We Return to The Stone: May we all be inscribed and sealed for life! 

ICYMI - Here is an inspired and strongly-delivered Rosh Hashanah sermon  - All Is Not Lost: We Return to The Stone - by the one and only Rabbi Angela Buchdahl, now the Senior Rabbi of New York's Central Synagogue.

Rabbi Angela Buchdahl

Abq Jew knows - we all just sat through more than a few such sermons at our local shuls, just a few days ago. But Rabbi Buchdahl's (see November 2014's Rabbi Cantor Angela Buchdahl) Rosh Hashanah 5782 sermon is really, really good.

Her topic is - at least, on the surface - returning lost objects. 

A topic near and dear to Abq Jew's neshama.

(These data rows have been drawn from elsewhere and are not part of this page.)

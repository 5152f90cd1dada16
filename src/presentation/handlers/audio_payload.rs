use axum::Json;
use axum::extract::multipart::MultipartError;
use axum::extract::{FromRequest, Multipart, Request};
use axum::http::header::CONTENT_TYPE;
use serde::Deserialize;

use crate::domain::{InlinePayload, TranscriptionRequest};

use super::error::ApiError;

pub const NO_AUDIO_DATA: &str = "No audio data provided";
pub const NO_AUDIO_FILE: &str = "No audio file provided";

/// `audio_data` arrives either as a base64 string or as a JSON byte array.
#[derive(Deserialize)]
#[serde(untagged)]
enum AudioData {
    Encoded(String),
    Bytes(Vec<u8>),
}

#[derive(Deserialize)]
struct InlineAudioBody {
    #[serde(default)]
    audio_data: Option<AudioData>,
    #[serde(default)]
    language: Option<String>,
}

/// Audio from either a multipart upload or a JSON body, chosen by content type.
pub struct AudioPayload(pub TranscriptionRequest);

impl<S> FromRequest<S> for AudioPayload
where
    S: Send + Sync,
{
    type Rejection = ApiError;

    async fn from_request(req: Request, state: &S) -> Result<Self, Self::Rejection> {
        let is_multipart = req
            .headers()
            .get(CONTENT_TYPE)
            .and_then(|v| v.to_str().ok())
            .is_some_and(|ct| ct.starts_with("multipart/form-data"));

        if is_multipart {
            let multipart = Multipart::from_request(req, state)
                .await
                .map_err(|e| ApiError::from_rejection(e.status(), e.body_text()))?;
            return read_multipart_audio(multipart, NO_AUDIO_DATA).await.map(Self);
        }

        let Json(body) = Json::<InlineAudioBody>::from_request(req, state)
            .await
            .map_err(|e| ApiError::from_rejection(e.status(), e.body_text()))?;

        let payload = match body.audio_data {
            Some(AudioData::Encoded(encoded)) => InlinePayload::Base64(encoded),
            Some(AudioData::Bytes(raw)) => InlinePayload::Raw(raw),
            None => return Err(ApiError::BadRequest(NO_AUDIO_DATA.to_string())),
        };

        Ok(Self(TranscriptionRequest::InlineAudio {
            payload,
            language: body.language,
        }))
    }
}

/// Reads the `audio` file part and the optional `language` text part.
/// `missing_audio` is the route's message when no `audio` part is present.
pub async fn read_multipart_audio(
    mut multipart: Multipart,
    missing_audio: &str,
) -> Result<TranscriptionRequest, ApiError> {
    let mut audio = None;
    let mut language = None;

    while let Some(field) = multipart.next_field().await.map_err(multipart_error)? {
        let name = field.name().map(str::to_string);
        match name.as_deref() {
            Some("audio") => {
                let filename = field.file_name().map(str::to_string);
                let bytes = field.bytes().await.map_err(multipart_error)?;
                tracing::debug!(
                    filename = filename.as_deref().unwrap_or("unknown"),
                    bytes = bytes.len(),
                    "Audio part received"
                );
                audio = Some((bytes, filename));
            }
            Some("language") => {
                language = Some(field.text().await.map_err(multipart_error)?);
            }
            _ => {}
        }
    }

    let (bytes, filename) =
        audio.ok_or_else(|| ApiError::BadRequest(missing_audio.to_string()))?;

    Ok(TranscriptionRequest::UploadedFile {
        bytes,
        filename,
        language,
    })
}

fn multipart_error(e: MultipartError) -> ApiError {
    ApiError::from_rejection(e.status(), format!("Failed to read multipart: {}", e.body_text()))
}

That's because - many years ago, when Abq Jew first began to study Talmud (at the Jewish Theological Seminary), one of the first chapters he learned was Eilu Metzios, the second chapter of the tractate Bava Metzia.

Eilu Metzios (or, as we said at the Seminary, Eilu Metziot) deals with found objects. And that's important. Because people lose things all the time. Sometimes people even find lost things. And then what?

Claim Stone

The Torah, of course, tells us that we must return a found lost object to its owner. But ... under all circumstances? In every case? What if we don't know who the owner is? What are we supposed to do then?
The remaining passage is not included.